_Exercise_. Reproduce, from the line containing "pub mod money;" to the last line of the material, every line exactly.

_Data extracts_.
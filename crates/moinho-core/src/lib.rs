//! # moinho-core: Pure Business Logic for Moinho
//!
//! Everything Moinho knows about flour sales lives here as pure functions
//! and plain data. No database, no network, no clock reads except where a
//! caller passes "today" in.
//!
//! ## Architecture Position
//! ```text
//! ┌─────────────────────────────────────────────────────────────────────────┐
//! │                         Moinho Architecture                             │
//! │                                                                         │
//! │  ┌─────────────────────────────────────────────────────────────────┐   │
//! │  │                    Web client (dashboards)                      │   │
//! │  │   Sales ──► Flours ──► Bakeries ──► Clients ──► Plano PRO        │   │
//! │  └─────────────────────────────┬───────────────────────────────────┘   │
//! │                                │ HTTP / SSE                             │
//! │  ┌─────────────────────────────▼───────────────────────────────────┐   │
//! │  │                    moinho-api (axum)                            │   │
//! │  └─────────────────────────────┬───────────────────────────────────┘   │
//! │                                │                                        │
//! │  ┌─────────────────────────────▼───────────────────────────────────┐   │
//! │  │               ★ moinho-core (THIS CRATE) ★                      │   │
//! │  │                                                                 │   │
//! │  │   ┌──────────┐ ┌──────────┐ ┌─────────────┐ ┌──────────────┐   │   │
//! │  │   │  types   │ │  money   │ │ aggregation │ │  validation  │   │   │
//! │  │   │  Sale    │ │  Money   │ │ SaleTotals  │ │  forms       │   │   │
//! │  │   │  Bakery  │ │Commission│ │ Summary     │ │  FormErrors  │   │   │
//! │  │   └──────────┘ └──────────┘ └─────────────┘ └──────────────┘   │   │
//! │  │   ┌──────────────────────┐  ┌──────────────────────────────┐   │   │
//! │  │   │ dashboard (form FSM) │  │ auth (error code mapping)    │   │   │
//! │  │   └──────────────────────┘  └──────────────────────────────┘   │   │
//! │  │                                                                 │   │
//! │  │   data in, decisions out: callers pass rows and "today"         │   │
//! │  └─────────────────────────────────────────────────────────────────┘   │
//! │                                │                                        │
//! │  ┌─────────────────────────────▼───────────────────────────────────┐   │
//! │  │                    moinho-db (Database Layer)                   │   │
//! │  └─────────────────────────────────────────────────────────────────┘   │
//! └─────────────────────────────────────────────────────────────────────────┘
//! ```
//!
//! ## Modules
//!
//! - [`types`] - Domain types (Sale, LineItem, Flour, Bakery, Client, ...)
//! - [`money`] - Exact decimal money and commission rates
//! - [`aggregation`] - Sale totals and dashboard summaries
//! - [`validation`] - Field validators and input coercion
//! - [`forms`] - Form input shapes and their validated drafts
//! - [`dashboard`] - Add/edit/submit state machine behind every dialog
//! - [`auth`] - Mapping of auth error codes to user-facing phrases
//! - [`error`] - Domain error types
//!
//! ## Example Usage
//!
//! ```rust
//! use moinho_core::aggregation::aggregate;
//! use moinho_core::money::{CommissionRate, Money};
//! use moinho_core::types::LineItem;
//!
//! let items = vec![
//!     LineItem::new("Especial 0000", 2, Money::from_cents(1000), CommissionRate::from_percent_int(5)),
//!     LineItem::new("Integral", 1, Money::from_cents(2000), CommissionRate::zero()),
//! ];
//!
//! let totals = aggregate(&items).unwrap();
//! assert_eq!(totals.total_value, Money::from_cents(4000));
//! assert_eq!(totals.total_commission, Money::from_cents(100));
//! ```

pub mod aggregation;
pub mod auth;
pub mod dashboard;
pub mod error;
pub mod forms;
pub mod money;
pub mod types;
pub mod validation;

pub use error::{CoreError, DashboardError, FieldError, FormErrors, ValidationError};
pub use money::{CommissionRate, CurrencyFormat, Money};
pub use types::*;

/// Maximum number of line items in a single sale.
pub const MAX_SALE_ITEMS: usize = 100;

/// Maximum quantity of a single line item.
///
/// Flour is sold by the sack; anything above this is a typo.
pub const MAX_ITEM_QUANTITY: i64 = 100_000;

/// Highest unit price accepted, in reais.
///
/// Together with the quantity and item limits this keeps every sale total
/// far inside what a decimal amount can hold.
pub const MAX_UNIT_PRICE: i64 = 1_000_000;

/// Minimum length for names of flours, bakeries, clients and users.
pub const MIN_NAME_LEN: usize = 3;

/// Minimum password length accepted at signup.
pub const MIN_PASSWORD_LEN: usize = 8;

_Solution for this problem_.
pub mod money;
pub mod types;
pub mod validation;

pub use error::{CoreError, DashboardError, FieldError, FormErrors, ValidationError};
pub use money::{CommissionRate, CurrencyFormat, Money};
pub use types::*;

/// Maximum number of line items in a single sale.
pub const MAX_SALE_ITEMS: usize = 100;

/// Maximum quantity of a single line item.
///
/// Flour is sold by the sack; anything above this is a typo.
pub const MAX_ITEM_QUANTITY: i64 = 100_000;

/// Highest unit price accepted, in reais.
///
/// Together with the quantity and item limits this keeps every sale total
/// far inside what a decimal amount can hold.
pub const MAX_UNIT_PRICE: i64 = 1_000_000;

/// Minimum length for names of flours, bakeries, clients and users.
pub const MIN_NAME_LEN: usize = 3;

/// Minimum password length accepted at signup.
pub const MIN_PASSWORD_LEN: usize = 8;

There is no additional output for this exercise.